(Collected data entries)

○ ○ ○

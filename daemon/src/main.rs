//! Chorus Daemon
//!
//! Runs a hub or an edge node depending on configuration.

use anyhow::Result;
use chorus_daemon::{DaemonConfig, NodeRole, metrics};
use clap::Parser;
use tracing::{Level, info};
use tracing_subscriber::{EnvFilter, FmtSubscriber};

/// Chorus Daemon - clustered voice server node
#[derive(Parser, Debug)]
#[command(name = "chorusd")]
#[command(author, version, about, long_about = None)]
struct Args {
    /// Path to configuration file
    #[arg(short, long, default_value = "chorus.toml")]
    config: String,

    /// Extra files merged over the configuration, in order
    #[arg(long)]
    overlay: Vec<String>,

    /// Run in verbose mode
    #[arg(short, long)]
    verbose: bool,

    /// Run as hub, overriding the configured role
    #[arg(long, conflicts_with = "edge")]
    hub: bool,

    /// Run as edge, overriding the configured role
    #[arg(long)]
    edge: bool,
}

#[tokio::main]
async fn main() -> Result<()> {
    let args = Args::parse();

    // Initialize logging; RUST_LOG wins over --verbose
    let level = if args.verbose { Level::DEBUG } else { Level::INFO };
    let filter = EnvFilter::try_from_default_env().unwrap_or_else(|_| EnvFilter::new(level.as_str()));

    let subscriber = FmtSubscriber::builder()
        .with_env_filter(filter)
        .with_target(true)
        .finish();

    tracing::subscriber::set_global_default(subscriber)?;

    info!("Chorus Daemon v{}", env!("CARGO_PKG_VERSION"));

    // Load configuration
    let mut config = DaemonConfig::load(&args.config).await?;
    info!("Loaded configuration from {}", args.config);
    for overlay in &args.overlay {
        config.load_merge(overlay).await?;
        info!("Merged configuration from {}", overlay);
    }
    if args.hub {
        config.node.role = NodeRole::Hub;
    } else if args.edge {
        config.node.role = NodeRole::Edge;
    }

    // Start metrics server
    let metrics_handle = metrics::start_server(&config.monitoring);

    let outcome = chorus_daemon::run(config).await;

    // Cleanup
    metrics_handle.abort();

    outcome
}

○ ○ ○

> **ACTION ITEM**: From the records above, retype only the lines starting at the line that contains "#[command(author, version, about, long_about" and ending at the line that contains "filter = EnvFilter::try_from_default_env().unwrap_or_else(|_|", both included.

> **TASK RESULT**:
#[command(author, version, about, long_about = None)]
struct Args {
    /// Path to configuration file
    #[arg(short, long, default_value = "chorus.toml")]
    config: String,

    /// Extra files merged over the configuration, in order
    #[arg(long)]
    overlay: Vec<String>,

    /// Run in verbose mode
    #[arg(short, long)]
    verbose: bool,

    /// Run as hub, overriding the configured role
    #[arg(long, conflicts_with = "edge")]
    hub: bool,

    /// Run as edge, overriding the configured role
    #[arg(long)]
    edge: bool,
}

#[tokio::main]
async fn main() -> Result<()> {
    let args = Args::parse();

    // Initialize logging; RUST_LOG wins over --verbose
    let level = if args.verbose { Level::DEBUG } else { Level::INFO };
    let filter = EnvFilter::try_from_default_env().unwrap_or_else(|_| EnvFilter::new(level.as_str()));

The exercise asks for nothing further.